// Copyright 2025-present Harīṣh Tummalachērla
// SPDX-License-Identifier: Apache-2.0

//! SA-IS: Suffix Array by Induced Sorting
//!
//! Linear-time O(n) suffix array construction algorithm. This is the builder
//! the corpus harness feeds into the verifier; the verifier itself never
//! calls it.
//!
//! # Algorithm Overview
//!
//! ```text
//! Input: "banana"   ($ = virtual sentinel at position n, never stored)
//!
//! Step 1: Classify suffixes
//! ┌───┬───┬───┬───┬───┬───┬───┐
//! │ b │ a │ n │ a │ n │ a │ $ │
//! ├───┼───┼───┼───┼───┼───┼───┤
//! │ L │ S │ L │ S │ L │ L │ S │   (S = smaller than next, L = larger)
//! └───┴───┴───┴───┴───┴───┴───┘
//!
//! Step 2: Find LMS (Leftmost S-type) suffixes
//!         LMS = S-type preceded by L-type
//!         Positions: 1, 3 (and the sentinel at 6)
//!
//! Step 3: Induced sorting
//!         - Place LMS suffixes at bucket tails
//!         - Seed the L scan with n - 1 (the suffix right before $)
//!         - Induce L-type positions (left-to-right)
//!         - Induce S-type positions (right-to-left)
//!
//! Step 4: If LMS substrings not unique, recurse on reduced problem
//!
//! Step 5: Use sorted LMS order to induce final suffix array
//!
//! Output: [5, 3, 1, 0, 4, 2]
//! ```
//!
//! The sentinel is virtual rather than an appended byte, so every byte value
//! including 0 is an ordinary symbol and the input is never copied.
//!
//! # Complexity
//!
//! - Time: O(n)
//! - Space: O(n)
//!
//! # References
//!
//! - Nong, Zhang, Chan (2009): "Linear Suffix Array Construction by Almost Pure Induced-Sorting"
//! - <https://doi.org/10.1109/DCC.2009.42>

const EMPTY: usize = usize::MAX;

/// A symbol SA-IS can bucket: bytes at the top level, names when recursing.
trait Char: Copy + Eq + Ord {
    fn bucket(self) -> usize;
}

impl Char for u8 {
    #[inline]
    fn bucket(self) -> usize {
        self as usize
    }
}

impl Char for usize {
    #[inline]
    fn bucket(self) -> usize {
        self
    }
}

/// Build the suffix array of `text` into `sa` in O(n) time.
///
/// `sa[i]` is the start of the `i`-th smallest suffix, with a suffix sorting
/// before every longer suffix it prefixes.
///
/// # Panics
/// Panics if `sa.len() != text.len()`.
pub fn sais_into(text: &[u8], sa: &mut [usize]) {
    assert_eq!(
        sa.len(),
        text.len(),
        "suffix array buffer must have one slot per input byte"
    );
    sais_core(text, 256, sa);
}

/// Build the suffix array of `text` in O(n) time.
pub fn sais(text: &[u8]) -> Vec<usize> {
    let mut sa = vec![0; text.len()];
    sais_into(text, &mut sa);
    sa
}

fn sais_core<C: Char>(text: &[C], alphabet_size: usize, sa: &mut [usize]) {
    let n = text.len();
    match n {
        0 => return,
        1 => {
            sa[0] = 0;
            return;
        }
        _ => {}
    }

    // Step 1: classify suffixes
    let is_s = classify_suffixes(text);
    let is_lms = |i: usize| i > 0 && i < n && is_s[i] && !is_s[i - 1];

    let bucket_sizes = compute_bucket_sizes(text, alphabet_size);

    // Step 2-3: place LMS suffixes in text order, induce
    sa.fill(EMPTY);
    let mut tails = compute_bucket_tails(&bucket_sizes);
    for i in (1..n).filter(|&i| is_lms(i)) {
        let c = text[i].bucket();
        tails[c] -= 1;
        sa[tails[c]] = i;
    }
    induce(text, &is_s, &bucket_sizes, sa);

    // LMS suffixes now appear in sorted order of their LMS substrings
    let sorted_lms: Vec<usize> = sa.iter().copied().filter(|&p| p != EMPTY && is_lms(p)).collect();
    let m = sorted_lms.len();

    // Step 4: name LMS substrings. LMS positions are never adjacent, so p / 2 is unique
    let mut names = vec![EMPTY; n / 2 + 1];
    let mut name = 0usize;
    let mut prev: Option<usize> = None;
    for &pos in &sorted_lms {
        if let Some(prev) = prev {
            if !lms_substrings_equal(text, &is_s, prev, pos) {
                name += 1;
            }
        }
        names[pos / 2] = name;
        prev = Some(pos);
    }
    let name_count = if m == 0 { 0 } else { name + 1 };

    let sorted_lms = if name_count < m {
        let lms_positions: Vec<usize> = (1..n).filter(|&i| is_lms(i)).collect();
        let reduced: Vec<usize> = lms_positions.iter().map(|&p| names[p / 2]).collect();
        drop(names);

        let mut reduced_sa = vec![0usize; m];
        sais_core(&reduced, name_count, &mut reduced_sa);
        reduced_sa.iter().map(|&i| lms_positions[i]).collect()
    } else {
        // All unique: first-pass order is already final
        sorted_lms
    };

    // Step 5: final induced sort from correctly ordered LMS suffixes
    sa.fill(EMPTY);
    let mut tails = compute_bucket_tails(&bucket_sizes);
    for &pos in sorted_lms.iter().rev() {
        let c = text[pos].bucket();
        tails[c] -= 1;
        sa[tails[c]] = pos;
    }
    induce(text, &is_s, &bucket_sizes, sa);
}

/// Induce L-type then S-type positions from the LMS seeds already in `sa`.
fn induce<C: Char>(text: &[C], is_s: &[bool], bucket_sizes: &[usize], sa: &mut [usize]) {
    let n = text.len();

    // Induce L-type, starting with the suffix before the virtual sentinel
    let mut heads = compute_bucket_heads(bucket_sizes);
    let c = text[n - 1].bucket();
    sa[heads[c]] = n - 1;
    heads[c] += 1;
    for i in 0..n {
        let pos = sa[i];
        if pos == EMPTY || pos == 0 {
            continue;
        }
        let j = pos - 1;
        if !is_s[j] {
            let c = text[j].bucket();
            sa[heads[c]] = j;
            heads[c] += 1;
        }
    }

    // Induce S-type
    let mut tails = compute_bucket_tails(bucket_sizes);
    for i in (0..n).rev() {
        let pos = sa[i];
        if pos == EMPTY || pos == 0 {
            continue;
        }
        let j = pos - 1;
        if is_s[j] {
            let c = text[j].bucket();
            tails[c] -= 1;
            sa[tails[c]] = j;
        }
    }
}

/// `true` for S-type positions. The last real position is always L-type since
/// every symbol is larger than the sentinel.
fn classify_suffixes<C: Char>(text: &[C]) -> Vec<bool> {
    let n = text.len();
    let mut is_s = vec![false; n];
    for i in (0..n - 1).rev() {
        is_s[i] = text[i] < text[i + 1] || (text[i] == text[i + 1] && is_s[i + 1]);
    }
    is_s
}

fn compute_bucket_sizes<C: Char>(text: &[C], alphabet_size: usize) -> Vec<usize> {
    let mut sizes = vec![0usize; alphabet_size];
    for &c in text {
        sizes[c.bucket()] += 1;
    }
    sizes
}

fn compute_bucket_heads(sizes: &[usize]) -> Vec<usize> {
    let mut heads = Vec::with_capacity(sizes.len());
    let mut sum = 0;
    for &size in sizes {
        heads.push(sum);
        sum += size;
    }
    heads
}

fn compute_bucket_tails(sizes: &[usize]) -> Vec<usize> {
    let mut tails = Vec::with_capacity(sizes.len());
    let mut sum = 0;
    for &size in sizes {
        sum += size;
        tails.push(sum);
    }
    tails
}

/// Compare the LMS substrings starting at `a` and `b`.
///
/// A substring that runs into the sentinel is unique, so it never equals another.
fn lms_substrings_equal<C: Char>(text: &[C], is_s: &[bool], a: usize, b: usize) -> bool {
    let n = text.len();
    let is_lms = |i: usize| i > 0 && is_s[i] && !is_s[i - 1];

    let mut k = 0;
    loop {
        let (i, j) = (a + k, b + k);
        if i == n || j == n {
            return false;
        }
        if text[i] != text[j] || is_s[i] != is_s[j] {
            return false;
        }
        if k > 0 {
            let (end_a, end_b) = (is_lms(i), is_lms(j));
            if end_a || end_b {
                return end_a && end_b;
            }
        }
        k += 1;
    }
}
• • • •
• **ABOUT THIS TASK**:
Some lines above hold the word "from". Copy all of them.

• **RESULT FOR THIS TASK**:
    // Step 5: final induced sort from correctly ordered LMS suffixes
/// Induce L-type then S-type positions from the LMS seeds already in `sa`.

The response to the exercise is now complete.